Mansão de R$ 3 milhões de donos de pirâmide financeira é incendiada no interior do RS

Mansão de R$ 3 milhões de donos de pirâmide financeira é incendiada no interior do RS
(Foto: Polícia Civil/Divulgação)


A Polícia Civil investiga o incêndio de uma mansão no interior do Rio Grande do Sul avaliada em R$ 3 milhões e que faz parte de uma investigação de pirâmide financeira. O incidente aconteceu na manhã da segunda-feira (27).

De acordo com a delegada titular do Departamento de Polícia de Taquara, Rosane de Oliveira, a perícia esteve no local na tarde da ocorrência, mas como o ambiente ainda estava muito quente, dificultou o trabalho dos peritos.

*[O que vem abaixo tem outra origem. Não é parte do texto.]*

// Copyright 2026 the Sable Authors
// SPDX-License-Identifier: Apache-2.0 OR MIT

//! Parameters and kernel planning for the full-target effect passes.

use crate::pixel::RenderColor;

/// Which separable passes a blur applies.
#[derive(Debug, Clone, Copy, PartialEq, Eq, Default)]
pub enum BlurDirection {
    /// Horizontal, then vertical.
    #[default]
    Both,
    /// Horizontal only.
    Horizontal,
    /// Vertical only.
    Vertical,
}

/// A gaussian blur over an intermediate target.
#[derive(Debug, Clone)]
pub struct GaussianBlur {
    /// The standard deviation, in pixels.
    pub sigma: f32,
    /// Which passes to run.
    pub direction: BlurDirection,
    /// Pre-computed kernel weights for the separable convolution.
    pub kernel: Vec<f32>,
}

impl GaussianBlur {
    /// Create a blur with the kernel planned for `sigma`.
    pub fn new(sigma: f32, direction: BlurDirection) -> Self {
        Self {
            sigma,
            direction,
            kernel: compute_gaussian_kernel(sigma),
        }
    }

    /// The kernel radius; the kernel has `2 * radius + 1` taps.
    pub fn radius(&self) -> usize {
        self.kernel.len() / 2
    }
}

/// A drop shadow: a blurred, offset silhouette composited under the target.
#[derive(Debug, Clone)]
pub struct DropShadow {
    /// Horizontal shadow offset in pixels.
    pub dx: f32,
    /// Vertical shadow offset in pixels.
    pub dy: f32,
    /// Blur standard deviation; zero skips the blur passes.
    pub sigma: f32,
    /// The shadow color.
    pub color: RenderColor,
    /// Pre-computed kernel weights, empty when `sigma` is zero.
    pub kernel: Vec<f32>,
}

impl DropShadow {
    /// Create a drop shadow with its blur kernel planned.
    pub fn new(dx: f32, dy: f32, sigma: f32, color: RenderColor) -> Self {
        let kernel = if sigma > 0.0 {
            compute_gaussian_kernel(sigma)
        } else {
            Vec::new()
        };
        Self {
            dx,
            dy,
            sigma,
            color,
            kernel,
        }
    }
}

/// Replace the target's color with one color, preserving coverage.
#[derive(Debug, Clone, Copy)]
pub struct FillEffect {
    /// The replacement color; its alpha scales the existing coverage.
    pub color: RenderColor,
}

/// Map the target's luma linearly between two colors.
#[derive(Debug, Clone, Copy)]
pub struct Tint {
    /// The color luma 0 maps to.
    pub black: RenderColor,
    /// The color luma 255 maps to.
    pub white: RenderColor,
    /// How strongly the mapping replaces the original, 0..=255.
    pub intensity: u8,
}

/// Map the target's luma piecewise through three colors.
#[derive(Debug, Clone, Copy)]
pub struct Tritone {
    /// The color for luma 0.
    pub shadow: RenderColor,
    /// The color for luma 128.
    pub midtone: RenderColor,
    /// The color for luma 255.
    pub highlight: RenderColor,
}

/// Compute 1D gaussian kernel weights for separable convolution.
///
/// The radius is `ceil(3 * sigma)`, capturing 99.7% of the distribution;
/// weights are normalized to sum to 1 so a pass never changes overall
/// brightness. A non-positive `sigma` yields the identity kernel.
pub fn compute_gaussian_kernel(sigma: f32) -> Vec<f32> {
    if sigma <= 0.0 {
        return vec![1.0];
    }

    let radius = (3.0 * sigma).ceil() as usize;
    let size = 1 + radius * 2;

    let mut kernel = vec![0.0; size];
    let denom = 2.0 * sigma * sigma;
    let mut sum = 0.0;
    for (i, weight) in kernel.iter_mut().enumerate() {
        let x = i as f32 - radius as f32;
        *weight = (-x * x / denom).exp();
        sum += *weight;
    }

    let scale = 1.0 / sum;
    for weight in &mut kernel {
        *weight *= scale;
    }

    kernel
}

#[cfg(test)]
mod tests {
    use super::*;

    #[test]
    fn kernel_small_sigma() {
        let kernel = compute_gaussian_kernel(1.0);
        // For sigma = 1.0, radius = 3, size = 7.
        assert_eq!(kernel.len(), 7);

        // The kernel is symmetric.
        for i in 0..kernel.len() / 2 {
            assert!((kernel[i] - kernel[kernel.len() - 1 - i]).abs() < 1e-6);
        }

        // And normalized.
        let sum: f32 = kernel.iter().sum();
        assert!((sum - 1.0).abs() < 1e-6);

        // The center is the largest weight.
        let center = kernel.len() / 2;
        for (i, w) in kernel.iter().enumerate() {
            if i != center {
                assert!(kernel[center] >= *w);
            }
        }
    }

    #[test]
    fn kernel_very_small_sigma() {
        let kernel = compute_gaussian_kernel(0.1);
        // radius = ceil(0.3) = 1, size = 3.
        assert_eq!(kernel.len(), 3);
        let sum: f32 = kernel.iter().sum();
        assert!((sum - 1.0).abs() < 1e-6);
        assert!(kernel[1] > 0.9);
    }

    #[test]
    fn kernel_fractional_sigma() {
        let kernel = compute_gaussian_kernel(0.5);
        // radius = ceil(1.5) = 2, size = 5.
        assert_eq!(kernel.len(), 5);
        let sum: f32 = kernel.iter().sum();
        assert!((sum - 1.0).abs() < 1e-6);
    }

    #[test]
    fn kernel_invalid_sigma_is_identity() {
        assert_eq!(compute_gaussian_kernel(0.0), vec![1.0]);
        assert_eq!(compute_gaussian_kernel(-2.0), vec![1.0]);
    }

    #[test]
    fn drop_shadow_zero_sigma_has_no_kernel() {
        let shadow = DropShadow::new(3.0, 4.0, 0.0, RenderColor::new(0, 0, 0, 160));
        assert!(shadow.kernel.is_empty());
        let blurred = DropShadow::new(3.0, 4.0, 2.0, RenderColor::new(0, 0, 0, 160));
        assert_eq!(blurred.kernel.len(), 13);
    }
}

“Não tinha como fazer uma perícia mais detalhada porque ainda estava em chamas o local; muito quente. O perito falou que a combustão foi bem grande”, disse Oliveira ao Portal do Bitcoin.

Segundo a delegada, ainda não há informação de quem quem iniciou o fogo; se o incêndio foi criminosos ou não, e se alguém adentrou na propriedade. “Os vizinhos não quiseram se manifestar”, acrescentou.

O incêndio e a pirâmide financeira

De acordo com o tenente David Pereira Dias, comandante do Corpo de Bombeiros de Taquara, sua equipe chegou no local por volta das 6h15 de segunda e a operação não demorou muito. Antes, porém, eles tiveram que cortar o portão de resgatar os cães que estavam no local.

“A operação durou um pouco mais porque teve que cortar o portão e resgatar os cães. Tinha muitos cães bravos lá dentro. Mas nós temos um pessoal treinado e a captura deles levou cerca de 5 minutos”, relatou o Dias à reportagem.

Sobre o dano, apesar das imagens que circulam na internet sugerirem estrago total, Dias disse que não foi total. “Foi na sala da residência e no set de piscina que eles botaram fogo”, comentou.

Lavagem de dinheiro

A residência estava interditada desde a Operação Faraó, quando na ocasião, em 05 de junho, a polícia prendeu suspeitos de crime de estelionato e lavagem de dinheiro, segundo o delegado do caso Ivanir Caliari.

De acordo com as investigações, reportou o jornal Zero Hora, a propriedade está relacionada a dois homens considerados mentores de um golpe financeiro através da empresa de consultoria Mind7se. O prejuízo aproximado de mais de cem vítims é de cerca de R$ 25 milhões.

Na época da operação, Caliari explicou que a investigação apontou um esquema envolvendo a compra de imóveis com repasse de lucro aos clientes que vinha acontecendo desde 2017. Após um determinado período de aplicações pelos clientes, as parcelas não eram mais pagas, pois a compra e venda não existiam.